Work item
Please copy each line of the data that includes the string "scoring".

Source material
◆ ◆ ◆ ◆ ◆ ◆ ◆

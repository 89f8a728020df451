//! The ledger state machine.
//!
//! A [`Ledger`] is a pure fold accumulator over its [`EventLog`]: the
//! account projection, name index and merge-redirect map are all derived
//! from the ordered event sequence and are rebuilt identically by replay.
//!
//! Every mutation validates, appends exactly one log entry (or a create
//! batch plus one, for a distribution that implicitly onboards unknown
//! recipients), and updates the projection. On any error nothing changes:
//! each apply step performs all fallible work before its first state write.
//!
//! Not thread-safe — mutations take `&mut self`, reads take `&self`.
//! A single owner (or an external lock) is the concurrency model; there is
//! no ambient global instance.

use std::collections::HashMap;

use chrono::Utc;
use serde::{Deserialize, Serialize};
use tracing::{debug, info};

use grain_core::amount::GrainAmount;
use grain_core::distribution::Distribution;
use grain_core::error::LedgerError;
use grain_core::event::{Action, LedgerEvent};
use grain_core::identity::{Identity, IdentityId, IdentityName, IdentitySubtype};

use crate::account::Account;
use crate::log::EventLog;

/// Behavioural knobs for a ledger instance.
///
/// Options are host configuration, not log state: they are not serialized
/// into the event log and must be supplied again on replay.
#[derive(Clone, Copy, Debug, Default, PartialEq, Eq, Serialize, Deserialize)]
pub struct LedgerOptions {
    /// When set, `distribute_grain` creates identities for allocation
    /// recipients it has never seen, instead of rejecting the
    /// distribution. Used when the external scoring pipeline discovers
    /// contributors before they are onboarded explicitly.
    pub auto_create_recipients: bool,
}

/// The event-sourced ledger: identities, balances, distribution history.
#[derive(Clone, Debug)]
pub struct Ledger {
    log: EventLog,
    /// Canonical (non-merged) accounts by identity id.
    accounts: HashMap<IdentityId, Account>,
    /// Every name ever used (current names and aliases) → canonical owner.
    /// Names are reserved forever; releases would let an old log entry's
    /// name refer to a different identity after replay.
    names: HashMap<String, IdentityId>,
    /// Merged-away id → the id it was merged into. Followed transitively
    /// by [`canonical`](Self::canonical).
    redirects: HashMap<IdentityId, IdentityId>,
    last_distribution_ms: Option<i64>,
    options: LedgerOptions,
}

◆ ◆ ◆ ◆ ◆ ◆ ◆

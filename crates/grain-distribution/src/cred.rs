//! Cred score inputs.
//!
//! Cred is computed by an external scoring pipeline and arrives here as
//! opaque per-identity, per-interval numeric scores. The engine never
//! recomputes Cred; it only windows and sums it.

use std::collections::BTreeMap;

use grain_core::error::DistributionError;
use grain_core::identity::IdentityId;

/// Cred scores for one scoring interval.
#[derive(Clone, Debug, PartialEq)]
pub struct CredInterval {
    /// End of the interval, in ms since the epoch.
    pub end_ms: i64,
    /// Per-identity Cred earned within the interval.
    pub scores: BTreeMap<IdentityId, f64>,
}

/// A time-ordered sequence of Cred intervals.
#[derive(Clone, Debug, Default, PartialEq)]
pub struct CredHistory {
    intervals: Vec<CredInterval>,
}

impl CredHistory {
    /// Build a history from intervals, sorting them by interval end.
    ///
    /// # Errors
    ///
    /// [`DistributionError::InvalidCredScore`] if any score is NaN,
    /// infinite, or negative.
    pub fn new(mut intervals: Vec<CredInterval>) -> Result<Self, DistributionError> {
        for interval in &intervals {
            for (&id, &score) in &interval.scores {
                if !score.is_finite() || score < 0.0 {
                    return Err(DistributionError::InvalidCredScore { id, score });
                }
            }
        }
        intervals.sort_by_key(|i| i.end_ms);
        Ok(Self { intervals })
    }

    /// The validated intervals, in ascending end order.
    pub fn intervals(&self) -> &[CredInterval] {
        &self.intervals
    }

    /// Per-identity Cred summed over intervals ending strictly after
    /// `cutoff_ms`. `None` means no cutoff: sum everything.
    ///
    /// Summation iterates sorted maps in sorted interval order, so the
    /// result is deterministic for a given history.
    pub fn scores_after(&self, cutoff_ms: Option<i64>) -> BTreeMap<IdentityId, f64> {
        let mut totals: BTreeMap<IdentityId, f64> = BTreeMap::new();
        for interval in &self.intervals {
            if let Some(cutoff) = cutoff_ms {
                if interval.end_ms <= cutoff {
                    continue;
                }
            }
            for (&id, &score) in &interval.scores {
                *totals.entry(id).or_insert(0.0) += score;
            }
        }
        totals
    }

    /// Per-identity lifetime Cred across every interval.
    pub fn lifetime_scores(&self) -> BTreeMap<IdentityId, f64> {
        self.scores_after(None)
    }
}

◆ ◆ ◆ ◆ ◆ ◆ ◆

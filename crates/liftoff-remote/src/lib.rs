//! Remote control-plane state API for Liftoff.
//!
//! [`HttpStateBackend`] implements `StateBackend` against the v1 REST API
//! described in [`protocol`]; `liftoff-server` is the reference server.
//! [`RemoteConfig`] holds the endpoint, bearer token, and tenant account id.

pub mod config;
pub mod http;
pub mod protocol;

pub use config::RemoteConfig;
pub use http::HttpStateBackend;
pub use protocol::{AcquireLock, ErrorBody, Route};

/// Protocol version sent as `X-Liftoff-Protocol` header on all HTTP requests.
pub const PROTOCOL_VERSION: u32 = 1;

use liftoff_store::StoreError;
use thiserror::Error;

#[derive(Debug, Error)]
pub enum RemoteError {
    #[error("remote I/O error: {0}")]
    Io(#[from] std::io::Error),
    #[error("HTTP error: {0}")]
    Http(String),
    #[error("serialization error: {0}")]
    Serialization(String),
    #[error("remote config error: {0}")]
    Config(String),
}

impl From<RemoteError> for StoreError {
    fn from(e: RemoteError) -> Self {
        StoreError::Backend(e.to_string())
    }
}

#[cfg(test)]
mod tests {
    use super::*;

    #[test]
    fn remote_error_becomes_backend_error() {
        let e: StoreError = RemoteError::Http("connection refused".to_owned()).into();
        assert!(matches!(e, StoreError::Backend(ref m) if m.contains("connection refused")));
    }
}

◆ ◆ ◆ ◆ ◆ ◆ ◆

Answer area
    /// distribution. Used when the external scoring pipeline discovers
//! Cred is computed by an external scoring pipeline and arrives here as
/// Cred scores for one scoring interval.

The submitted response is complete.